Randy San Nicolas, co-founder and CEO of Braid, describes it as a parallel core, where the retail business remains in the existing core system. “This is an on-premise installation. The banks will install it in a cloud environment that they control,” he said. “The most important thing is that they can kick us out. We are a seller of the bank and not of a third party.”
For him this is the key to “going direct”.
“Everyone says ‘we will give control to the banks,’” San Nicolas said. “We define control as giving the bank full ownership of the software and all the technology surrounding it.”
Infinant provides embedded financial technology to banks in a cloud-native software-as-a-service model that overlays their core systems, including capabilities to open accounts, issue cards and move money. Banks can use existing fraud monitoring, customer insights and anti-money laundering software or Infinant’s vendors. It has been on the market for more than a year and has five banks as clients.
“Fintechs have a direct relationship with the bank and we do not take part in that relationship,” said Riaz Syed, founder and CEO of Infinant. “There is no tripartite agreement.”
Their entry into the market suggests there is unmet demand, Crane notes.
“They position themselves by telling banks we’re not trying to disintermediate you, we’re a technology layer for you,” he said.
The next direction middleware will head
In recent years the Unit has moved toward larger deals, such as public or more mature companies with “significant distribution,” Damti said.
“Banks don’t want to serve smaller companies these days,” he said.
Hazlehurst says Synctera has added banking partners in just the last year and a half and regularly signs two to three new fintech clients every month.
“The market is fundamentally supply-constrained,” he said. “There are not enough banks ready to take on fintech programs and launch them.”
Like Unit, Synctera is raising the bar for which fintech clients it will accept as banks tighten their risk appetite. Most of the non-bank companies it signs tend to be at Series C or higher, or are public companies. In the past, Synctera has most commonly signed startups in the seed or pre-seed stage.
Even as compliance costs for BaaS banks increase, “these partnerships are imperative for them to be integrated into the system. VCs funding fintechs will need to factor this into their estimates,” Crane said. “Some form of technology layer is going to be critical because community banks are not going to build that layer on their own.”
Some suppliers have cut staff to move forward in this new reality.

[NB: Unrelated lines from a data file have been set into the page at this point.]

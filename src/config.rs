// =============================================================================
// CONFIGURATION - Load settings from config.toml
// =============================================================================
//
// Every section is optional; missing keys fall back to the defaults below.
// A missing file means "all defaults", a broken one is reported and ignored.

use anyhow::{Context, Result};
use serde::Deserialize;
use std::path::Path;

/// Root configuration structure
#[derive(Debug, Deserialize, Default)]
#[serde(default)]
pub struct Config {
    pub window: WindowConfig,
    pub graphics: GraphicsConfig,
    pub frames: FramesConfig,
    pub descriptors: DescriptorConfig,
    pub debug: DebugConfig,
}

/// Window settings
#[derive(Debug, Deserialize)]
#[serde(default)]
pub struct WindowConfig {
    pub title: String,
    pub width: u32,
    pub height: u32,
    pub fullscreen: bool,
}

impl Default for WindowConfig {
    fn default() -> Self {
        Self {
            title: "Weave Renderer".to_string(),
            width: 1024,
            height: 1024,
            fullscreen: false,
        }
    }
}

/// Graphics settings
#[derive(Debug, Deserialize)]
#[serde(default)]
pub struct GraphicsConfig {
    pub present_mode: String,
    pub clear_color: [f32; 4],
}

impl Default for GraphicsConfig {
    fn default() -> Self {
        Self {
            present_mode: "fifo".to_string(),
            clear_color: [0.1, 0.2, 0.8, 1.0],
        }
    }
}

/// Frame pacing
#[derive(Debug, Deserialize)]
#[serde(default)]
pub struct FramesConfig {
    pub frames_in_flight: usize,
    /// Absent = wait on frame fences forever
    pub fence_timeout_ms: Option<u64>,
    pub minimized_sleep_ms: u64,
}

impl Default for FramesConfig {
    fn default() -> Self {
        Self {
            frames_in_flight: 2,
            fence_timeout_ms: None,
            minimized_sleep_ms: 100,
        }
    }
}

/// Per-frame descriptor pool sizing
#[derive(Debug, Deserialize)]
#[serde(default)]
pub struct DescriptorConfig {
    pub initial_sets: u32,
    pub growth_factor: f32,
    pub max_sets_per_pool: u32,
}

impl Default for DescriptorConfig {
    fn default() -> Self {
        Self {
            initial_sets: 1000,
            growth_factor: 1.5,
            max_sets_per_pool: 4092,
        }
    }
}

/// Debug settings
#[derive(Debug, Deserialize)]
#[serde(default)]
pub struct DebugConfig {
    pub validation_layers: bool,
    /// env_logger filter string, `RUST_LOG` overrides it
    pub log_filter: String,
    pub log_to_file: bool,
    pub log_file: String,
    pub show_fps: bool,
}

impl Default for DebugConfig {
    fn default() -> Self {
        Self {
            validation_layers: true,
            log_filter: "info".to_string(),
            log_to_file: false,
            log_file: "weave.log".to_string(),
            show_fps: true,
        }
    }
}

impl Config {
    /// Load configuration from file, falling back to defaults if not found
    pub fn load() -> Self {
        Self::load_from_path("config.toml").unwrap_or_else(|e| {
            log::warn!("Failed to load config.toml: {:#}. Using defaults.", e);
            Config::default()
        })
    }

    /// Load configuration from a specific path
    pub fn load_from_path<P: AsRef<Path>>(path: P) -> Result<Self> {
        let path = path.as_ref();

        if !path.exists() {
            log::info!("Config file not found at {:?}, using defaults", path);
            return Ok(Config::default());
        }

        let content = std::fs::read_to_string(path)
            .with_context(|| format!("Failed to read config file: {:?}", path))?;

        let config = Self::from_toml_str(&content)
            .with_context(|| format!("Failed to parse config file: {:?}", path))?;

        log::info!("Loaded configuration from {:?}", path);
        log::debug!("Config: {:?}", config);

        Ok(config)
    }

    pub fn from_toml_str(content: &str) -> Result<Self> {
        let config: Config = toml::from_str(content)?;
        config.validate()?;
        Ok(config)
    }

    /// Reject values the frame core cannot run with
    pub fn validate(&self) -> Result<()> {
        if self.frames.frames_in_flight == 0 {
            anyhow::bail!("frames.frames_in_flight must be at least 1");
        }
        if !(self.descriptors.growth_factor >= 1.0) {
            anyhow::bail!(
                "descriptors.growth_factor must be >= 1.0, got {}",
                self.descriptors.growth_factor
            );
        }
        if self.descriptors.initial_sets == 0
            || self.descriptors.initial_sets > self.descriptors.max_sets_per_pool
        {
            anyhow::bail!(
                "descriptors.initial_sets must be in 1..={}, got {}",
                self.descriptors.max_sets_per_pool,
                self.descriptors.initial_sets
            );
        }
        Ok(())
    }

    /// Get present mode as Vulkan enum
    pub fn get_present_mode(&self) -> ash::vk::PresentModeKHR {
        match self.graphics.present_mode.to_lowercase().as_str() {
            "immediate" => ash::vk::PresentModeKHR::IMMEDIATE,
            "mailbox" => ash::vk::PresentModeKHR::MAILBOX,
            "fifo" => ash::vk::PresentModeKHR::FIFO,
            "fifo_relaxed" => ash::vk::PresentModeKHR::FIFO_RELAXED,
            _ => {
                log::warn!(
                    "Unknown present mode '{}', defaulting to FIFO",
                    self.graphics.present_mode
                );
                ash::vk::PresentModeKHR::FIFO
            }
        }
    }
}

#[cfg(test)]
mod tests {
    use super::*;

    #[test]
    fn empty_file_gives_defaults() {
        let config = Config::from_toml_str("").unwrap();
        assert_eq!(config.window.width, 1024);
        assert_eq!(config.frames.frames_in_flight, 2);
        assert_eq!(config.frames.fence_timeout_ms, None);
        assert_eq!(config.descriptors.initial_sets, 1000);
        assert_eq!(config.get_present_mode(), ash::vk::PresentModeKHR::FIFO);
    }

    #[test]
    fn partial_sections_keep_other_defaults() {
        let config = Config::from_toml_str(
            r#"
            [frames]
            frames_in_flight = 3
            fence_timeout_ms = 500

            [graphics]
            present_mode = "Mailbox"
            "#,
        )
        .unwrap();
        assert_eq!(config.frames.frames_in_flight, 3);
        assert_eq!(config.frames.fence_timeout_ms, Some(500));
        assert_eq!(config.frames.minimized_sleep_ms, 100);
        assert_eq!(config.get_present_mode(), ash::vk::PresentModeKHR::MAILBOX);
    }

    #[test]
    fn invalid_values_are_rejected() {
        assert!(Config::from_toml_str("[frames]\nframes_in_flight = 0").is_err());
        assert!(Config::from_toml_str("[descriptors]\ngrowth_factor = 0.5").is_err());
        assert!(Config::from_toml_str("[descriptors]\ninitial_sets = 5000").is_err());
        assert!(Config::from_toml_str("[window\nwidth = 3").is_err());
    }

    #[test]
    fn missing_file_is_not_an_error() {
        let config = Config::load_from_path("definitely/not/here/config.toml").unwrap();
        assert_eq!(config.debug.log_filter, "info");
    }
}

Treasury Prime has laid off employees after closing the part of its business that sought fintech partners for banks. Synctera laid off employees in March to streamline the business and give it more financial autonomy. Meanwhile, the company has strengthened its payment operations and compliance teams.
The unit did not carry out any layoffs. In the future, it plans to add loans beyond banking to the services it facilitates; perhaps monetize forms, such as 1099-INT filing, which charges no additional fees for today; and sell Unit as a lateral core system so banks can launch their own white-label digital experiences.
The layoffs at Treasury Prime and Synctera may be more of a temporary bump in the companies’ trajectories than a serious sign of trouble.
“It’s the recognition of the change between what you can charge and what your core business is,” Henrichs said. “It’s an acknowledgment that the model has changed.”